• [Problem]
When you spot the word "false" in a line of the data below, copy that line.

>>>>>

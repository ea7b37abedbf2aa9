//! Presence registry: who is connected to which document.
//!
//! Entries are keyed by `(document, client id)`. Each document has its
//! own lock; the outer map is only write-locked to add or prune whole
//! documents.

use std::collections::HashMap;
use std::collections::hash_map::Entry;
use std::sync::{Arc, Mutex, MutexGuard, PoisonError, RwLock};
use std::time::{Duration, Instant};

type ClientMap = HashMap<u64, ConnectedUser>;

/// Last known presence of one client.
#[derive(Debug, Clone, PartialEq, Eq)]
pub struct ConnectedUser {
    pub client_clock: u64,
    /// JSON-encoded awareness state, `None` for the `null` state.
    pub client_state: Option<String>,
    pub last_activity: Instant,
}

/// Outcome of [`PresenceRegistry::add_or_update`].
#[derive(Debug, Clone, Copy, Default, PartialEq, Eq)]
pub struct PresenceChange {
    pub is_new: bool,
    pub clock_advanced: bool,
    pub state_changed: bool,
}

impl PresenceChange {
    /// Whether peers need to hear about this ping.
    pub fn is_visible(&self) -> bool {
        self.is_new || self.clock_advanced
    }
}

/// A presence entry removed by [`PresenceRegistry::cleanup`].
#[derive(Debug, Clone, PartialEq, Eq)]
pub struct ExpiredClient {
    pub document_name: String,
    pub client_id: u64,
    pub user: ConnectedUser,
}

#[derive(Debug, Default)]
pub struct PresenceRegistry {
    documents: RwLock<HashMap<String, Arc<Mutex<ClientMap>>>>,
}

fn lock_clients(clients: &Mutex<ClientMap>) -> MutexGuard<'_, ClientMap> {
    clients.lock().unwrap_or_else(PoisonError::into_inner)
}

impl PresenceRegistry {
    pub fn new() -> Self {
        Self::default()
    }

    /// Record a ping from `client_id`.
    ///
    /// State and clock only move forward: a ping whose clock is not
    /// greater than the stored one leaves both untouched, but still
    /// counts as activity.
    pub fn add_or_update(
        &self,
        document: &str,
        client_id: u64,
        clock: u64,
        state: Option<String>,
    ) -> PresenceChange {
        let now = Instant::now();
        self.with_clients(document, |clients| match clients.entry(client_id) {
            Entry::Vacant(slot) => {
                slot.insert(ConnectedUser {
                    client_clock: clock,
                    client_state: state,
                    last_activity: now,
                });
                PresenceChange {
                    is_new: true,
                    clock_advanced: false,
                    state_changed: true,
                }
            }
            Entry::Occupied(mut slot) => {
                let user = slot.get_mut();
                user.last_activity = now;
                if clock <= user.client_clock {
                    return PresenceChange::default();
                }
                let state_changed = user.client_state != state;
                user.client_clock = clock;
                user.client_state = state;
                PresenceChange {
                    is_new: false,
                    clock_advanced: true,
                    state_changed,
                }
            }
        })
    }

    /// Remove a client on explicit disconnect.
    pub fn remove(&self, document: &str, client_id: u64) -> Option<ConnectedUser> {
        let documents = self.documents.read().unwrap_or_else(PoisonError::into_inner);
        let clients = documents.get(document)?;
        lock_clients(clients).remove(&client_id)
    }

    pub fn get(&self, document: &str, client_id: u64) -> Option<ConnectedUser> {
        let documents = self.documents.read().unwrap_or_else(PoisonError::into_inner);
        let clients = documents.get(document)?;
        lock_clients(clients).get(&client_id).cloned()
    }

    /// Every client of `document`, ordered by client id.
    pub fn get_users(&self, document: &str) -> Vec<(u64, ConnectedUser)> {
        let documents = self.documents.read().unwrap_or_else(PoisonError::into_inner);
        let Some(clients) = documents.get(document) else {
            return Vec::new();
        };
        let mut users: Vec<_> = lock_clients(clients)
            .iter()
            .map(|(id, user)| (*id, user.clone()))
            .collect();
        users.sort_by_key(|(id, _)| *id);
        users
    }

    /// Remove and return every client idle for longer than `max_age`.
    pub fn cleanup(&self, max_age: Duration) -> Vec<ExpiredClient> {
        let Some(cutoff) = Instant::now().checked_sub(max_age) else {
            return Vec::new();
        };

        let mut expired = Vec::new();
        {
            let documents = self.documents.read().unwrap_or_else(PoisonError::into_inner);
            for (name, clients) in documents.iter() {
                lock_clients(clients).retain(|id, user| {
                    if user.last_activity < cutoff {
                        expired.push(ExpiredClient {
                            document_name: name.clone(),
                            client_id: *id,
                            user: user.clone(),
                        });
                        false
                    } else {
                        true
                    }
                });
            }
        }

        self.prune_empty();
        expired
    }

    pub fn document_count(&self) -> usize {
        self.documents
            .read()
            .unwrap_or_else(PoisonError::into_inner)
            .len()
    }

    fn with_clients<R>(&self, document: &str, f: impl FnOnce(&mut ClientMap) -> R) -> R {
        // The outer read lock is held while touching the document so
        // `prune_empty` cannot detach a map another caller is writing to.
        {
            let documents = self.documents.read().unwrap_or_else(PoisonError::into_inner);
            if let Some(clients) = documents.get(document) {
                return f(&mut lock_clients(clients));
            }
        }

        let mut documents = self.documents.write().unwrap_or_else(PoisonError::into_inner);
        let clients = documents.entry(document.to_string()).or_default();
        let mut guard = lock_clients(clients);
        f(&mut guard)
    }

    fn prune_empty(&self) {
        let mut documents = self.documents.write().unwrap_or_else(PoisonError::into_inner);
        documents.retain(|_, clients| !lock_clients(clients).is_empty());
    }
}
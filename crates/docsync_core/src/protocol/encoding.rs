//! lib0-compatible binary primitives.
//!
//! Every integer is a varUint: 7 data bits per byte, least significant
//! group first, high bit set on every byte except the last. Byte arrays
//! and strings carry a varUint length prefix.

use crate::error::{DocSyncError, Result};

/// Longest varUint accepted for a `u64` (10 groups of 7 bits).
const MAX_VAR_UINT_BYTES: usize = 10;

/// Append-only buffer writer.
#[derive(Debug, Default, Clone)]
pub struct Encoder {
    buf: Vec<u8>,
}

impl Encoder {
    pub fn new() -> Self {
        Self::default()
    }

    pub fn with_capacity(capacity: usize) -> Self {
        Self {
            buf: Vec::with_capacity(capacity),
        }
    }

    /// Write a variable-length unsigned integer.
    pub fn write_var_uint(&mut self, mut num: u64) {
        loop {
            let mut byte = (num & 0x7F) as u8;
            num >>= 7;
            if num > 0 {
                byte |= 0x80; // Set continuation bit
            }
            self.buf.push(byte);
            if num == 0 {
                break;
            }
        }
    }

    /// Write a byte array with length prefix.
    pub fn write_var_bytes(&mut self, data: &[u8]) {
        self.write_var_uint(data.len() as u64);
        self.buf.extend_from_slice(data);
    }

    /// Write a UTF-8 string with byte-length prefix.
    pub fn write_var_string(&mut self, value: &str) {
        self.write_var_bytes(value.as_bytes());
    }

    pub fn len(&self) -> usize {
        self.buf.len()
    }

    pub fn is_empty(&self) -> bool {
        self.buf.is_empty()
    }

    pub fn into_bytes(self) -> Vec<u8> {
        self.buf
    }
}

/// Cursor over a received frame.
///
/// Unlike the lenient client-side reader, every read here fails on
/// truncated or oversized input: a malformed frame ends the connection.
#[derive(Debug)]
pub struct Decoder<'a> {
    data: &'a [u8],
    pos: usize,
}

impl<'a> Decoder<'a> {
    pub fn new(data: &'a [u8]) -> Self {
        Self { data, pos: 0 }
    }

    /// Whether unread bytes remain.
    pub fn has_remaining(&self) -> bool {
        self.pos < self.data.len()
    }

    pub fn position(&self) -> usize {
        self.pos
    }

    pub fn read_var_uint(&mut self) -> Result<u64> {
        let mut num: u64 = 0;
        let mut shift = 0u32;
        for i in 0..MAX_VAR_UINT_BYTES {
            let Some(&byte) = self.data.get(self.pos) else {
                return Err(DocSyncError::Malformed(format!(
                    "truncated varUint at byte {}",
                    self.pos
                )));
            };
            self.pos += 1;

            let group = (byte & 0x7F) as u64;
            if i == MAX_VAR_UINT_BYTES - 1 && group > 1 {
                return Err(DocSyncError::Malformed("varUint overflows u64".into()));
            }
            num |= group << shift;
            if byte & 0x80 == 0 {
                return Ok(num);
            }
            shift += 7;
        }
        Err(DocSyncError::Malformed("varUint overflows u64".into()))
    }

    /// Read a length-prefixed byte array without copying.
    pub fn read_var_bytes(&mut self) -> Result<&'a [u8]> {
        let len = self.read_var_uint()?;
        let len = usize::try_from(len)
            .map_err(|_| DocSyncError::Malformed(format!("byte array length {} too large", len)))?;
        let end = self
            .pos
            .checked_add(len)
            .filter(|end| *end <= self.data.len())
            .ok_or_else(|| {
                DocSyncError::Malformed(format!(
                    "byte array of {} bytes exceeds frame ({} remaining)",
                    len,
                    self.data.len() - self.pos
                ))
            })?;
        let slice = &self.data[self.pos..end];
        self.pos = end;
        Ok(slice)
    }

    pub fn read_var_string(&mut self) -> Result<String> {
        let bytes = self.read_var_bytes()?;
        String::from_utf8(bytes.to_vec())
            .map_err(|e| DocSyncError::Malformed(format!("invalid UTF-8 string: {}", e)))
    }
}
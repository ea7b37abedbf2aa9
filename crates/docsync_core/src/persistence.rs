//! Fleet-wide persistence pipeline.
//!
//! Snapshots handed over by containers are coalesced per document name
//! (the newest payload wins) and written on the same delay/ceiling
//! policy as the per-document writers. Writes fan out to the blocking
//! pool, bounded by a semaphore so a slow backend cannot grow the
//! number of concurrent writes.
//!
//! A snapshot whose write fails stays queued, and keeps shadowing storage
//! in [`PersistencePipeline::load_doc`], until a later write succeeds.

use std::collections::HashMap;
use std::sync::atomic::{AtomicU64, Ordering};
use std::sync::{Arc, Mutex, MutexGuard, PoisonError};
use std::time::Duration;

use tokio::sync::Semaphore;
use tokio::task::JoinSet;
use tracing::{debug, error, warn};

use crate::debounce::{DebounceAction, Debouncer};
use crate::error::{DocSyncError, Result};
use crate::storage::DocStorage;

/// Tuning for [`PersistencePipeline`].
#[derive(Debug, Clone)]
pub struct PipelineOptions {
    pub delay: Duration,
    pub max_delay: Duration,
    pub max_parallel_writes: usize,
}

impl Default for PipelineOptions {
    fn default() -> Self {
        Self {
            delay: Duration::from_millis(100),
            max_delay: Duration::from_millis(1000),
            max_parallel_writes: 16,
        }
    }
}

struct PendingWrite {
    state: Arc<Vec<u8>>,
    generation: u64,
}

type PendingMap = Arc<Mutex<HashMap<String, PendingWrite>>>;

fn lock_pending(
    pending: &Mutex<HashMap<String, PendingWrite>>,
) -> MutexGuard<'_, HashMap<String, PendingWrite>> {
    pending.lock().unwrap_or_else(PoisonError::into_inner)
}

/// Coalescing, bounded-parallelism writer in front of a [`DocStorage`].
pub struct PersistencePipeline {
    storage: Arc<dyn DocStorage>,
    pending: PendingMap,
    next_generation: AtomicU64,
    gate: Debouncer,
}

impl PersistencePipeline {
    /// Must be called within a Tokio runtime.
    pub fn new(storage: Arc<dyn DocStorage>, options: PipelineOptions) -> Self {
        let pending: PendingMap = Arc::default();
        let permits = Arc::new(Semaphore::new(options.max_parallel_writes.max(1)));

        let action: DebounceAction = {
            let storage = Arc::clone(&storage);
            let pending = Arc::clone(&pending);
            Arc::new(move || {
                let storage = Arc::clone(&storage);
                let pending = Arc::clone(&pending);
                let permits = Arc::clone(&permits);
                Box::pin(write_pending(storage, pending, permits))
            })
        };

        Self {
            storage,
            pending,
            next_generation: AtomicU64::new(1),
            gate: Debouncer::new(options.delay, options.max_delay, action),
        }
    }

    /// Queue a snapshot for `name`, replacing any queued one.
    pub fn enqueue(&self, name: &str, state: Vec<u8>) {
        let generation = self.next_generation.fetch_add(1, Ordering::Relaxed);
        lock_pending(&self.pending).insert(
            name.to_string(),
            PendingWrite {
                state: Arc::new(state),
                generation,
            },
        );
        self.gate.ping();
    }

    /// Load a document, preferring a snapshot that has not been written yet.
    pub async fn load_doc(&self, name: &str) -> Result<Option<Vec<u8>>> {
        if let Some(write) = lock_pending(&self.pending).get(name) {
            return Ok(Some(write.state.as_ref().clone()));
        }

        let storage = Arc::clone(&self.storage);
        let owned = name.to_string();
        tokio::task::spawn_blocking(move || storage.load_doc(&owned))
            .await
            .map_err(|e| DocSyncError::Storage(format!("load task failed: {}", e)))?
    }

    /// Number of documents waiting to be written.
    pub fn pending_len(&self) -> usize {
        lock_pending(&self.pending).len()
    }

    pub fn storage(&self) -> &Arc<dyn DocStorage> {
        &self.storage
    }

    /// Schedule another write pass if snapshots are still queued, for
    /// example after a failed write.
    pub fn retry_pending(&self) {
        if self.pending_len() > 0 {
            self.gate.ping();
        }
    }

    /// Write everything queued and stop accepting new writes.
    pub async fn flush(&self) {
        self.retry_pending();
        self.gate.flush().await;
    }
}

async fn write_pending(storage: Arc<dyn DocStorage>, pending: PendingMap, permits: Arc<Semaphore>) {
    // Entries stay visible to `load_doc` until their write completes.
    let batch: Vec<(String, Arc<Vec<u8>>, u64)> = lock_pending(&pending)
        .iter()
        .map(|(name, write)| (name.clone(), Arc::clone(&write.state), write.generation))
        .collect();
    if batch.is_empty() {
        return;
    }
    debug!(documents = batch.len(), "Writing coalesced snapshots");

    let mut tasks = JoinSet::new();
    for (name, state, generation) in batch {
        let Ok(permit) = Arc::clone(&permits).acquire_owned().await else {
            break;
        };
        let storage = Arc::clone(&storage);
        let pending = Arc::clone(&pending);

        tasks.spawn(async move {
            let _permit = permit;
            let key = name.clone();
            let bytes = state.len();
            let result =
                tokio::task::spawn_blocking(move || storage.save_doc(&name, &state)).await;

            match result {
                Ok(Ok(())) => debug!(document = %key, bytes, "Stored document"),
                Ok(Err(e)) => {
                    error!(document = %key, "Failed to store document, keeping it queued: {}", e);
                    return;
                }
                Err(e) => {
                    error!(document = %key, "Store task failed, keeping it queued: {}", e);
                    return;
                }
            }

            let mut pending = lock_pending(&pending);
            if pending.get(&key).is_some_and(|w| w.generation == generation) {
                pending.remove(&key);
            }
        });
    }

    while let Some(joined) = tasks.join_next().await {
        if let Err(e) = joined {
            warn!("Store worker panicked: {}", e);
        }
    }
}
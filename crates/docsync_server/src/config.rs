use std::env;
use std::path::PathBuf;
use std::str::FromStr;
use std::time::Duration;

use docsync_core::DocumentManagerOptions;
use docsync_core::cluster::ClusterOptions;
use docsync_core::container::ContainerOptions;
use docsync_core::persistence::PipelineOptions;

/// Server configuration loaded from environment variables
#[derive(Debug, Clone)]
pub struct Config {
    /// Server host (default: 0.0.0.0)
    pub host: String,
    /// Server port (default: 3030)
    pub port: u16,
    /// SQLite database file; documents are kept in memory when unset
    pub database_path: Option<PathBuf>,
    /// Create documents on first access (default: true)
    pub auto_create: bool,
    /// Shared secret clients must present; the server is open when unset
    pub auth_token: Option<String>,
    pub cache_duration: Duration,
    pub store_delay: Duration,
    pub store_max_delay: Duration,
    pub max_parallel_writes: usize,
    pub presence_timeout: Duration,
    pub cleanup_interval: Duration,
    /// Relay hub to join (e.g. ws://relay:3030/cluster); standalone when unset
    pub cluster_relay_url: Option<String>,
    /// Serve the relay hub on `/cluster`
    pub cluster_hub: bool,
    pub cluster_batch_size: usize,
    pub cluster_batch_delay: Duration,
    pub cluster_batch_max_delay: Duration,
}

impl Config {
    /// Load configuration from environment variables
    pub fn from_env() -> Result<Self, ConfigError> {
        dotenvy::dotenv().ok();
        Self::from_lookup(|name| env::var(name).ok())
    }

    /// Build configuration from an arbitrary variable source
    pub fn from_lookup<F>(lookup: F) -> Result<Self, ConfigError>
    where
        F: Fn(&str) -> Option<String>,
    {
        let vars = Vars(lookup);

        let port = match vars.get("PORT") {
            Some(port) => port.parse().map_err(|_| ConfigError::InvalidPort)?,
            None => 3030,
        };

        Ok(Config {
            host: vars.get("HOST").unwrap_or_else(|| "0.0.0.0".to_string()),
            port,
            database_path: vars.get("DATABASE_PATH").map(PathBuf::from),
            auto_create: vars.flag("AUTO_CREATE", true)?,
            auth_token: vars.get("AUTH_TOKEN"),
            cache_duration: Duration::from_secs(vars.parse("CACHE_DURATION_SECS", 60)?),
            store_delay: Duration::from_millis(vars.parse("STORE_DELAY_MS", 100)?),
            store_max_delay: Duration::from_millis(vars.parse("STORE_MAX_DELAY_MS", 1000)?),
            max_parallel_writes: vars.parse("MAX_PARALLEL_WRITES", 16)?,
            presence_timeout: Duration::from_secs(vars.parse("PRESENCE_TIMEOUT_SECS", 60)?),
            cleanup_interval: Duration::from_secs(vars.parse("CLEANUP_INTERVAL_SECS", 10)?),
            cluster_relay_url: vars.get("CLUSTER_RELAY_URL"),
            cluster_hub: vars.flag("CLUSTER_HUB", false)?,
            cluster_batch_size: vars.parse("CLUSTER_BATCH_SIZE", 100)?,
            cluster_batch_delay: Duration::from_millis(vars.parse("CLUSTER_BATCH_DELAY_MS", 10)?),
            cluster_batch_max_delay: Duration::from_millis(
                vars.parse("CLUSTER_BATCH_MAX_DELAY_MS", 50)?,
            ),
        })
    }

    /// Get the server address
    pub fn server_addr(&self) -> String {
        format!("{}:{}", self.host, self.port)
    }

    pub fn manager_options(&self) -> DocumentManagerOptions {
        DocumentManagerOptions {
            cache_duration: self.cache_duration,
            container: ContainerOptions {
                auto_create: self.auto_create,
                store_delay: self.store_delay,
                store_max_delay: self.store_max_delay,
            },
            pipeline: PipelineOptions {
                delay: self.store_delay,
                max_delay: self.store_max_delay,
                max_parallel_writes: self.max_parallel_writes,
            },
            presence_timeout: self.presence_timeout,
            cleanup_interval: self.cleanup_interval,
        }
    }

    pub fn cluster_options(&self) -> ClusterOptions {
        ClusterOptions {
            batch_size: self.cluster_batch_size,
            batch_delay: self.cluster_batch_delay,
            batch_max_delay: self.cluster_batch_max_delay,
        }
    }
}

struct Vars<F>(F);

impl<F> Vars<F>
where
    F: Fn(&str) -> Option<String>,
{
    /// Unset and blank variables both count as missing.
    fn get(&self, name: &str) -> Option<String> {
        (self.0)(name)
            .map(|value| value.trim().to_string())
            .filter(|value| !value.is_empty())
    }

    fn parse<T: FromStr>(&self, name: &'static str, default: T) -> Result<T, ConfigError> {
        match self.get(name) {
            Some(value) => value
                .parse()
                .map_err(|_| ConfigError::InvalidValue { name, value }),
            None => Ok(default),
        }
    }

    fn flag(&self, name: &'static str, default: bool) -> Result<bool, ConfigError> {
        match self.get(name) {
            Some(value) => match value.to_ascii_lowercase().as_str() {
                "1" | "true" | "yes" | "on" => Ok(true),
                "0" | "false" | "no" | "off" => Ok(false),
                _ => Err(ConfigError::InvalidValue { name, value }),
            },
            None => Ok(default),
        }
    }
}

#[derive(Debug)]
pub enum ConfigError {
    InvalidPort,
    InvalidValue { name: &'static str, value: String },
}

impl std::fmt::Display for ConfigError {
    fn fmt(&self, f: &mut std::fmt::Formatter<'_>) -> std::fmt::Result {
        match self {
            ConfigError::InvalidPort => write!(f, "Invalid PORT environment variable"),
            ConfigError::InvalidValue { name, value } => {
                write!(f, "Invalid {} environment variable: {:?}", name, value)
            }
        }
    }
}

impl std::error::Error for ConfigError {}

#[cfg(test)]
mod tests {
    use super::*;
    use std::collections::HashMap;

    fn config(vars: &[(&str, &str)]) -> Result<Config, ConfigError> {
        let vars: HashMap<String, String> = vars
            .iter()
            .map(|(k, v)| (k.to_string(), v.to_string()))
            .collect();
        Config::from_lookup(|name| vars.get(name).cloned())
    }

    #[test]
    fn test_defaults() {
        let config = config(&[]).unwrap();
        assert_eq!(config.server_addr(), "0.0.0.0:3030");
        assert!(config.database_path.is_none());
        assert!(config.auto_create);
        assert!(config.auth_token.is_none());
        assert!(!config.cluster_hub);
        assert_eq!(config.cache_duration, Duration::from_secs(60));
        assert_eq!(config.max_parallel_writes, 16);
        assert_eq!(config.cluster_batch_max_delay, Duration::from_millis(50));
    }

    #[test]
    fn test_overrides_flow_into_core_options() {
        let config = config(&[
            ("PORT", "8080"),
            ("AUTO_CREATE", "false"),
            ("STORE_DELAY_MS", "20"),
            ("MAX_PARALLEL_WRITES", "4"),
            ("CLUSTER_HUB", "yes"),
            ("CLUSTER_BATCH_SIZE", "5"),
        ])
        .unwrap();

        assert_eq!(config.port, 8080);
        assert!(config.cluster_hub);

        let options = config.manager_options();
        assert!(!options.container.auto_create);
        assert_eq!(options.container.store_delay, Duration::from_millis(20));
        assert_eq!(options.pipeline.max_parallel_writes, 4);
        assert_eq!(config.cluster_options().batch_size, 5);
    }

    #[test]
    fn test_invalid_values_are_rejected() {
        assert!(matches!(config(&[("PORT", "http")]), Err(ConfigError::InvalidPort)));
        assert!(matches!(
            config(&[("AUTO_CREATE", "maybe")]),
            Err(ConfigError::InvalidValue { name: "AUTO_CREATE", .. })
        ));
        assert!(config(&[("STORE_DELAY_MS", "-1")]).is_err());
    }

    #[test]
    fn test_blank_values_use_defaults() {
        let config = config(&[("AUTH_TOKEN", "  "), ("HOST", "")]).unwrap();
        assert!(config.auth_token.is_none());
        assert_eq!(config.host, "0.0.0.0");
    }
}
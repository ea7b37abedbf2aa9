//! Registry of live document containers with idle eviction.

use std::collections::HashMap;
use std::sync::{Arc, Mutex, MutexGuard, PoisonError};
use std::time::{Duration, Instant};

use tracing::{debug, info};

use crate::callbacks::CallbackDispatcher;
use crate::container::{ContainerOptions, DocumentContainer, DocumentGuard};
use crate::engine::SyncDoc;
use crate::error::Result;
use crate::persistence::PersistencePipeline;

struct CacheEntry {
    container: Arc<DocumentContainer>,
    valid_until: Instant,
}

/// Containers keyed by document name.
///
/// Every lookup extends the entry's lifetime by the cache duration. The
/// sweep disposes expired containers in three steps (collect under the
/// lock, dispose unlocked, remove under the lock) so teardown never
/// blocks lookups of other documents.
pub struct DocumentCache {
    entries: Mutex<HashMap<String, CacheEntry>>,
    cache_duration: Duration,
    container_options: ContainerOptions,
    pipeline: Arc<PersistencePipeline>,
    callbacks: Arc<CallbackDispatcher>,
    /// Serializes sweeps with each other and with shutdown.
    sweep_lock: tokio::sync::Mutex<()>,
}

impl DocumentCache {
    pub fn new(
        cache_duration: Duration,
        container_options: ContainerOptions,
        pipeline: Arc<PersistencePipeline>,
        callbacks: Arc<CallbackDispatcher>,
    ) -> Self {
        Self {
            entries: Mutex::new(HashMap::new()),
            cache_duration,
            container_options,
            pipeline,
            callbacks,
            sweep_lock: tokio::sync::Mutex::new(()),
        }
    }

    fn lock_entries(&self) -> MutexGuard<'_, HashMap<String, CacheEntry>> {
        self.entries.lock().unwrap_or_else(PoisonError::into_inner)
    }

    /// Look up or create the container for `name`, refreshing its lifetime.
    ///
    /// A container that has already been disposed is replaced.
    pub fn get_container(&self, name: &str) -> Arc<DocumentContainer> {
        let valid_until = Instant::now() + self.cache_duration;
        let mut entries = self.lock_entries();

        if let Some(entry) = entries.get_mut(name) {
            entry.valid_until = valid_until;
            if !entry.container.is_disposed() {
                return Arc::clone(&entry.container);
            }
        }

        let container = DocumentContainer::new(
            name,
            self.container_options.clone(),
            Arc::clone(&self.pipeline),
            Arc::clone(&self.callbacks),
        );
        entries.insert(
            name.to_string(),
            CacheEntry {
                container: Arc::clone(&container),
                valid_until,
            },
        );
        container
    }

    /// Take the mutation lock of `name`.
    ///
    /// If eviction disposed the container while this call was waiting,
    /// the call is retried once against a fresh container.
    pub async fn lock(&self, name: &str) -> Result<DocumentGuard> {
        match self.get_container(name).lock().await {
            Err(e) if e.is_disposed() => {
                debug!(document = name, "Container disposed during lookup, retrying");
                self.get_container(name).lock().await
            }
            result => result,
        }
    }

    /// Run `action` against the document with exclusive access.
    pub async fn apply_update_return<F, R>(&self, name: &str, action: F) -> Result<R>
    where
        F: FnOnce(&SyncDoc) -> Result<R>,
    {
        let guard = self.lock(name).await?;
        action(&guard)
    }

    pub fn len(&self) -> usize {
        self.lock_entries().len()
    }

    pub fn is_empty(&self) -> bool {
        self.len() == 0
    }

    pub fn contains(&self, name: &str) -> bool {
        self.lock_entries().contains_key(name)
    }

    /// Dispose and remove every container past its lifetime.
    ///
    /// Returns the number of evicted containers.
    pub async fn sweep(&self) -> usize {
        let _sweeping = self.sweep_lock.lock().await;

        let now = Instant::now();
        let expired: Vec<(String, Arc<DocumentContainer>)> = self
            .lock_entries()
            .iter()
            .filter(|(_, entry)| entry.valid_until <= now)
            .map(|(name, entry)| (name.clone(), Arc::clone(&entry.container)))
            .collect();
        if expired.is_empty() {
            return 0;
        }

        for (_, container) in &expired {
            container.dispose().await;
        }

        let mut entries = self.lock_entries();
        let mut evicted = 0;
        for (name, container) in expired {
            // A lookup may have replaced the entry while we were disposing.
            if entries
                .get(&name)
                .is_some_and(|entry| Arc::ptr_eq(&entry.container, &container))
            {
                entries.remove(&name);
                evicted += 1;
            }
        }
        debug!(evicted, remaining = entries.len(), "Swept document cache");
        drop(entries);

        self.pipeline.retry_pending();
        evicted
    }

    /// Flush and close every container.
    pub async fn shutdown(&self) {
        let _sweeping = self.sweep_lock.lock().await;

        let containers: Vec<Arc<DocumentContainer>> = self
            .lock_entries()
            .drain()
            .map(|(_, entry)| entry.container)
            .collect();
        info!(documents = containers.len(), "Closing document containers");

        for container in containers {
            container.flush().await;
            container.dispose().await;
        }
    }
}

<<<<<

• [Reply]
                    clock_advanced: false,
                    is_new: false,
                        false
            cluster_hub: vars.flag("CLUSTER_HUB", false)?,
                "0" | "false" | "no" | "off" => Ok(false),
            ("AUTO_CREATE", "false"),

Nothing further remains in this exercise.